ARTICLE: Early antibody treatment, inflammation, and risk of post-COVID conditions
AUTHORS: Kelly A Gebo, Sonya L Heath, Yuriko Fukuta, Xianming Zhu, Sheriza Baksh, Allison G Abraham, Feben Habtehyimer, David Shade, Jessica Ruff, Malathi Ram, Oliver Laeyendecker, Reinaldo E Fernandez, Eshan U Patel, Owen R Baker, Shmuel Shoham, Edward R Cachay, Judith S Currier, Jonathan M Gerber, Barry Meisenberg, Donald N Forthal, Laura L Hammitt, Moises A Huaman, Adam Levine, Giselle S Mosnaim, Bela Patel, James H Paxton, Jay S Raval, Catherine G Sutcliffe, Shweta Anjan, Thomas Gniadek, Seble Kassaye, Janis E Blair, Karen Lane, Nichol A McBee, Amy L Gawad, Piyali Das, Sabra L Klein, Andrew Pekosz, Evan M Bloch, Daniel Hanley, Arturo Casadevall, Aaron A R Tobian, David J Sullivan; CSSC-004 Consortium
JOURNAL: mBio. 2023 Sep 19:e0061823. doi: 10.1128/mbio.00618-23. Online ahead of print.

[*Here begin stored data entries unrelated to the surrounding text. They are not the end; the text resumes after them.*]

//! Core types and definitions for the kaiju tower-defense simulation.
//!
//! This crate defines the vocabulary shared across the workspace:
//! geometry and path utilities, commands, state snapshots, events, and constants.
//! It has no dependency on a renderer or any runtime framework.

pub mod commands;
pub mod constants;
pub mod enums;
pub mod events;
pub mod geometry;
pub mod state;
pub mod types;
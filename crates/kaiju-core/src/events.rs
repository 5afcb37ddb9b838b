//! Events emitted by the simulation for audio and UI feedback.

use glam::DVec2;
use serde::{Deserialize, Serialize};

use crate::enums::*;

/// Discrete things that happened during a tick, drained into each snapshot.
#[derive(Debug, Clone, PartialEq, Serialize, Deserialize)]
#[serde(tag = "type")]
pub enum GameEvent {
    PhaseChanged { phase: GamePhase },
    WaveStarted { wave: u32, boss: bool },
    /// Wave cleared; `bonus` was credited to currency.
    WaveCleared { wave: u32, bonus: u32 },
    /// A start-wave request was refused.
    WaveRejected { reason: String },
    /// A queued spawn could not be instantiated; the wave queue was dropped.
    SpawnFailed { wave: u32, reason: String },

    EnemySpawned { kind: EnemyKind, stage: u8 },
    EnemyKilled { kind: EnemyKind, reward: u32 },
    /// Enemy reached the end of the path.
    EnemyLeaked { kind: EnemyKind, damage: f64 },
    EnemiesSummoned { kind: EnemyKind, count: u32 },
    /// Death roster spawned from a dying enemy.
    ReplacementsSpawned { count: u32 },
    Roar { position: DVec2 },
    /// A status effect bounced off an immune enemy.
    EffectRejected { kind: EnemyKind, effect: StatusKind },

    BaseDamaged { damage: f64, remaining: f64 },

    TowerPlaced { kind: TowerKind, cost: u32 },
    TowerSold { kind: TowerKind, refund: u32 },
    TowerDestroyed { kind: TowerKind },
    PlacementRejected { reason: String },

    CrystalSpawned { position: DVec2 },
    CrystalCollected { value: u32 },
}
impl Operation {
    /// Menu order.
    pub const ALL: [Operation; 15] = [
        Operation::ListDevices,
        Operation::StartServer,
        Operation::StopServer,
        Operation::Pair,
        Operation::Connect,
        Operation::EnableTcpip,
        Operation::OpenShell,
        Operation::RunCommand,
        Operation::InstallApk,
        Operation::PushFile,
        Operation::PullFile,
        Operation::Reboot,
        Operation::Disconnect,
        Operation::Mirror,
        Operation::Help,
    ];

    pub fn number(self) -> u8 {
        match self {
            Operation::ListDevices => 1,
            Operation::StartServer => 2,
            Operation::StopServer => 3,
            Operation::Pair => 4,
            Operation::Connect => 5,
            Operation::EnableTcpip => 6,
            Operation::OpenShell => 7,
            Operation::RunCommand => 8,
            Operation::InstallApk => 9,
            Operation::PushFile => 10,
            Operation::PullFile => 11,
            Operation::Reboot => 12,
            Operation::Disconnect => 13,
            Operation::Mirror => 14,
            Operation::Help => 15,
        }
    }

    pub fn label(self) -> &'static str {
        match self {
            Operation::ListDevices => "List devices",
            Operation::StartServer => "Start ADB server",
            Operation::StopServer => "Stop ADB server",
            Operation::Pair => "Pair device",
            Operation::Connect => "Connect device",
            Operation::EnableTcpip => "Enable tcpip",
            Operation::OpenShell => "Open shell",
            Operation::RunCommand => "Run command",
            Operation::InstallApk => "Install APK",
            Operation::PushFile => "Push file",
            Operation::PullFile => "Pull file",
            Operation::Reboot => "Reboot device",
            Operation::Disconnect => "Disconnect device",
            Operation::Mirror => "Screen mirroring",
            Operation::Help => "Help",
        }
    }

    /// The command line an operation issues, for the help screen.
    pub fn usage(self) -> &'static str {
        match self {
            Operation::ListDevices => "adb devices -l",
            Operation::StartServer => "adb start-server",
            Operation::StopServer => "adb kill-server",
            Operation::Pair => "adb pair <ip:port> <PIN>, then adb connect <ip>:5555",
            Operation::Connect => "adb connect <ip:port>",
            Operation::EnableTcpip => "adb -s <serial> tcpip <port>",
            Operation::OpenShell => "adb -s <serial> shell",
            Operation::RunCommand => "adb -s <serial> shell <cmd>",
            Operation::InstallApk => "adb -s <serial> install -r app.apk",
            Operation::PushFile => "adb -s <serial> push <src> <dst>",
            Operation::PullFile => "adb -s <serial> pull <remote> <local>",
            Operation::Reboot => "adb -s <serial> reboot [bootloader|recovery]",
            Operation::Disconnect => "adb disconnect [<ip:port>]",
            Operation::Mirror => "scrcpy, installed on first use",
            Operation::Help => "this screen",
        }
    }

    /// Parse a menu choice; `0` is not an operation.
    pub fn from_choice(choice: &str) -> Option<Self> {
        let number = choice.trim().parse::<u8>().ok()?;
        Self::ALL.into_iter().find(|op| op.number() == number)
    }
}
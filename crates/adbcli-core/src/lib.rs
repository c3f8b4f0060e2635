//! Device-session orchestration.
//!
//! Layers, leaf first:
//! - [`bridge`] runs `adb` in captured or attached mode
//! - [`device`] parses listings and picks a target serial
//! - [`acquire`] and [`mirror`] obtain and launch `scrcpy`
//! - [`ops`] is the fixed operation catalog
//! - [`session`] is the interactive menu loop
//!
//! Terminal I/O goes through the [`Terminal`] trait so every layer can be
//! driven by scripted input in tests.

pub use bridge::{AdbBridge, Bridge, CommandResult, Completion};
pub use error::{Error, Result};
pub use mirror::{Mirror, MirrorTool};
pub use outcome::Outcome;
pub use session::{Session, SessionEnd, run_loop};
pub use settings::Settings;
pub use terminal::Terminal;

pub mod acquire;
pub mod bridge;
pub mod device;
mod error;
pub mod mirror;
pub mod ops;
mod outcome;
pub mod session;
mod settings;
pub mod terminal;
pub mod ui;
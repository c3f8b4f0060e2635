//! Invocation of the `adb` executable.

use std::path::{Path, PathBuf};

use adbcli_locate::{ExecutableLocator, Tool};
use adbcli_platform::command::{self, Command};
use adbcli_platform::interrupt::Interrupt;

use crate::error::{Error, Result};

/// Captured result of one bridge call. Exit code 0 is the only success.
#[derive(Debug, Clone, PartialEq, Eq, Default)]
pub struct CommandResult {
    pub code: i32,
    pub stdout: String,
    pub stderr: String,
}

impl CommandResult {
    pub fn ok(stdout: impl Into<String>) -> Self {
        Self {
            code: 0,
            stdout: stdout.into(),
            stderr: String::new(),
        }
    }

    pub fn failed(code: i32, stderr: impl Into<String>) -> Self {
        Self {
            code,
            stdout: String::new(),
            stderr: stderr.into(),
        }
    }

    pub fn success(&self) -> bool {
        self.code == 0
    }

    /// stderr, or stdout when stderr is empty.
    pub fn message(&self) -> &str {
        if self.stderr.is_empty() {
            &self.stdout
        } else {
            &self.stderr
        }
    }
}

/// How an attached (terminal-inheriting) child ended.
#[derive(Debug, Clone, PartialEq, Eq)]
pub enum Completion {
    /// Exit code, `None` when killed by a signal.
    Exited(Option<i32>),
    Interrupted,
    LaunchFailed(String),
}

pub trait Bridge {
    /// Where the bridge currently resolves, if anywhere.
    fn locate(&self) -> Option<PathBuf>;

    /// Captured mode. Fails only with [`Error::BridgeMissing`], or with
    /// [`Error::Interrupted`] when Ctrl-C arrived while adb ran.
    fn run(&self, args: &[String]) -> Result<CommandResult>;

    /// Attached mode: the child owns the terminal until it exits.
    fn attach(&self, args: &[String]) -> Result<Completion>;
}

/// [`Bridge`] backed by the real `adb`, resolved afresh for every call.
pub struct AdbBridge {
    locator: ExecutableLocator,
    interrupt: Interrupt,
}

impl AdbBridge {
    pub fn new(locator: ExecutableLocator, interrupt: Interrupt) -> Self {
        Self { locator, interrupt }
    }

    fn require(&self) -> Result<PathBuf> {
        self.locate().ok_or_else(|| self.missing())
    }

    fn missing(&self) -> Error {
        Error::BridgeMissing {
            expected: self.locator.cache_path(Tool::Bridge),
        }
    }
}

impl Bridge for AdbBridge {
    fn locate(&self) -> Option<PathBuf> {
        self.locator.resolve(Tool::Bridge)
    }

    fn run(&self, args: &[String]) -> Result<CommandResult> {
        let path = self.require()?;
        self.interrupt.take();
        let captured = Command::from_path(&path).args(args).capture();
        if self.interrupt.take() {
            tracing::debug!("adb interrupted by user");
            return Err(Error::Interrupted);
        }
        match captured {
            Ok(output) => {
                let (code, stdout, stderr) = command::decode(&output);
                tracing::debug!(code, "adb finished");
                Ok(CommandResult {
                    code,
                    stdout,
                    stderr,
                })
            }
            Err(adbcli_platform::Error::CommandNotFound { .. }) => Err(self.missing()),
            Err(e) => {
                tracing::warn!(error = %e, "adb could not be launched");
                Ok(CommandResult::failed(1, e.to_string()))
            }
        }
    }

    fn attach(&self, args: &[String]) -> Result<Completion> {
        let path = self.require()?;
        match attach_process(&path, args, &self.interrupt) {
            Err(adbcli_platform::Error::CommandNotFound { .. }) => Err(self.missing()),
            other => Ok(into_completion(other)),
        }
    }
}

/// Run `path` attached to the terminal and watch for a user interrupt.
pub fn attach_process(
    path: &Path,
    args: &[String],
    interrupt: &Interrupt,
) -> adbcli_platform::Result<Completion> {
    interrupt.take();
    let status = Command::from_path(path).args(args).attach()?;
    if interrupt.take() {
        return Ok(Completion::Interrupted);
    }
    Ok(Completion::Exited(status.code()))
}

pub(crate) fn into_completion(result: adbcli_platform::Result<Completion>) -> Completion {
    result.unwrap_or_else(|e| {
        tracing::warn!(error = %e, "attached process failed to start");
        Completion::LaunchFailed(e.to_string())
    })
}

/// Owned argument vector from string slices.
pub fn argv<const N: usize>(parts: [&str; N]) -> Vec<String> {
    parts.iter().map(|p| p.to_string()).collect()
}

#[cfg(test)]
mod tests {
    use super::*;

    #[test]
    fn message_prefers_stderr() {
        let result = CommandResult {
            code: 1,
            stdout: "out".into(),
            stderr: "err".into(),
        };
        assert_eq!(result.message(), "err");
        assert_eq!(CommandResult::ok("only out").message(), "only out");
    }

    #[test]
    fn only_zero_is_success() {
        assert!(CommandResult::ok("").success());
        assert!(!CommandResult::failed(1, "").success());
        assert!(!CommandResult::failed(-1, "").success());
    }

    #[test]
    fn argv_builds_owned_tokens() {
        assert_eq!(argv(["devices", "-l"]), vec!["devices".to_string(), "-l".to_string()]);
    }

    #[test]
    fn missing_bridge_is_fatal_error() {
        let dir = tempfile::tempdir().unwrap();
        let locator = ExecutableLocator::new(adbcli_platform::os::detect(), dir.path(), "2.7");
        if locator.resolve(Tool::Bridge).is_some() {
            return;
        }
        let bridge = AdbBridge::new(locator, Interrupt::detached());
        let result = bridge.run(&argv(["devices"]));
        assert!(matches!(result, Err(Error::BridgeMissing { .. })));
        let result = bridge.attach(&argv(["shell"]));
        assert!(matches!(result, Err(Error::BridgeMissing { .. })));
    }

    #[cfg(unix)]
    #[test]
    fn cached_bridge_runs_captured() {
        use std::os::unix::fs::PermissionsExt;

        let dir = tempfile::tempdir().unwrap();
        let platform = adbcli_platform::os::detect();
        let locator = ExecutableLocator::new(platform, dir.path(), "2.7");
        if locator.resolve_on_path(Tool::Bridge).is_some() {
            return;
        }
        let script = locator.cache_path(Tool::Bridge);
        std::fs::create_dir_all(script.parent().unwrap()).unwrap();
        std::fs::write(&script, "#!/bin/sh\necho \"  args: $*  \"\necho boom >&2\nexit 2\n").unwrap();
        std::fs::set_permissions(&script, std::fs::Permissions::from_mode(0o755)).unwrap();

        let bridge = AdbBridge::new(locator, Interrupt::detached());
        let result = bridge.run(&argv(["devices", "-l"])).unwrap();
        assert_eq!(result.code, 2);
        assert_eq!(result.stdout, "args: devices -l");
        assert_eq!(result.stderr, "boom");
    }

    #[cfg(unix)]
    #[test]
    fn interrupt_during_capture_cancels() {
        use std::os::unix::fs::PermissionsExt;
        use std::time::Duration;

        let dir = tempfile::tempdir().unwrap();
        let platform = adbcli_platform::os::detect();
        let locator = ExecutableLocator::new(platform, dir.path(), "2.7");
        if locator.resolve_on_path(Tool::Bridge).is_some() {
            return;
        }
        let script = locator.cache_path(Tool::Bridge);
        std::fs::create_dir_all(script.parent().unwrap()).unwrap();
        std::fs::write(&script, "#!/bin/sh\nsleep 2\nexit 130\n").unwrap();
        std::fs::set_permissions(&script, std::fs::Permissions::from_mode(0o755)).unwrap();

        let interrupt = Interrupt::detached();
        let bridge = AdbBridge::new(locator, interrupt.clone());
        let raiser = {
            let interrupt = interrupt.clone();
            std::thread::spawn(move || {
                std::thread::sleep(Duration::from_millis(200));
                interrupt.raise();
            })
        };
        let result = bridge.run(&argv(["pair", "192.168.0.5:37099", "123456"]));
        raiser.join().unwrap();

        assert!(matches!(result, Err(Error::Interrupted)));
        assert!(!interrupt.is_raised());
    }
}
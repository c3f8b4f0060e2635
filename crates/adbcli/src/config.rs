//! Settings layered from defaults, `config.toml`, `ADB_CLI_*` and flags.

use std::path::{Path, PathBuf};

use adbcli_core::Settings;
use adbcli_platform::dir;
use anyhow::{Context, Result, bail};
use figment::{
    Figment,
    providers::{Env, Format, Serialized, Toml},
};
use serde::Serialize;

pub const CONFIG_FILE: &str = "config.toml";
pub const ENV_PREFIX: &str = "ADB_CLI_";

/// Read verbatim from the environment: figment would parse `3.0` as a float.
const VERSION_KEY: &str = "scrcpy_version";

/// Command-line values; unset flags leave lower layers alone.
#[derive(Debug, Default, Serialize)]
struct Flags {
    #[serde(skip_serializing_if = "Option::is_none")]
    root: Option<PathBuf>,
}

/// Resolve the app root, then read the settings that live under it.
///
/// The returned settings always carry a root.
pub fn load(root_flag: Option<&Path>, config_flag: Option<&Path>) -> Result<Settings> {
    let env_root = std::env::var_os(format!("{ENV_PREFIX}ROOT")).map(PathBuf::from);
    let root = dir::app_root(root_flag.or(env_root.as_deref())).context("Failed to get home directory")?;

    let file = match config_flag {
        Some(path) if !path.is_file() => bail!("config file {} does not exist", path.display()),
        Some(path) => path.to_path_buf(),
        None => root.join(CONFIG_FILE),
    };
    tracing::debug!(root = %root.display(), config = %file.display(), "loading settings");

    let mut settings: Settings = layered(&file, root_flag)
        .extract()
        .with_context(|| format!("Invalid configuration in {}", file.display()))?;
    if settings.root.is_none() {
        settings.root = Some(root);
    }
    Ok(settings)
}

fn layered(file: &Path, root_flag: Option<&Path>) -> Figment {
    let mut figment = Figment::from(Serialized::defaults(Settings::default()))
        .merge(Toml::file(file))
        .merge(Env::prefixed(ENV_PREFIX).ignore(&[VERSION_KEY]));
    let version_var = format!("{ENV_PREFIX}{}", VERSION_KEY.to_ascii_uppercase());
    if let Ok(version) = std::env::var(version_var) {
        figment = figment.merge(Serialized::default(VERSION_KEY, version));
    }
    figment.merge(Serialized::defaults(Flags {
        root: root_flag.map(Path::to_path_buf),
    }))
}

Post-COVID conditions (PCCs) are common and have significant morbidity. Risk factors for PCC include advancing age, female sex, obesity, and diabetes mellitus. Little is known about treatment, inflammation, and PCC. Among 882 individuals with confirmed SARS-CoV-2 infection participating in a randomized trial of COVID-19 convalescent plasma (CCP) vs control plasma with available biospecimens and symptom data, the association between early CCP treatment, cytokine levels, and PCC was evaluated. Cytokine and chemokine levels were assessed at baseline, day 14, and day 90 using a multiplexed sandwich immunoassay (Meso Scale Discovery). Presence of any self-reported PCC symptoms was assessed at day 90. Associations between CCP treatment, cytokine levels, and PCC were examined using multivariate logistic regression models. One third of the 882 participants had day 90 PCC symptoms, with fatigue (14.5%) and anosmia (14.5%) being most common. Cytokine levels decreased from baseline to day 90. In a multivariable analysis, female sex (adjusted odds ratio [AOR] = 2.69 [1.93-3.81]), older age (AOR = 1.32 [1.17-1.50]), and elevated baseline levels of IL-6 (AOR = 1.59 [1.02-2.47]) were independently associated with development of PCC. Those who received early CCP treatment (≤5 days after symptom onset) compared to late CCP treatment had statistically significant lower odds of PCC. IMPORTANCE Approximately 20% of individuals infected with SARS-CoV-2 experienced long-term health effects, as defined PCC. However, it is unknown if there are any early biomarkers associated with PCC or whether early intervention treatments may decrease the risk of PCC. In a secondary analysis of a randomized clinical trial, this study demonstrates that among outpatients with SARS-CoV-2, increased IL-6 at time of infection is associated with increased odds of PCC. In addition, among individuals treated early, within 5 days of symptom onset, with COVID-19 convalescent plasma, there was a trend for decreased odds of PCC after adjusting for other demographic and clinical characteristics. Future treatment studies should be considered to evaluate the effect of early treatment and anti-IL-6 therapies on PCC development.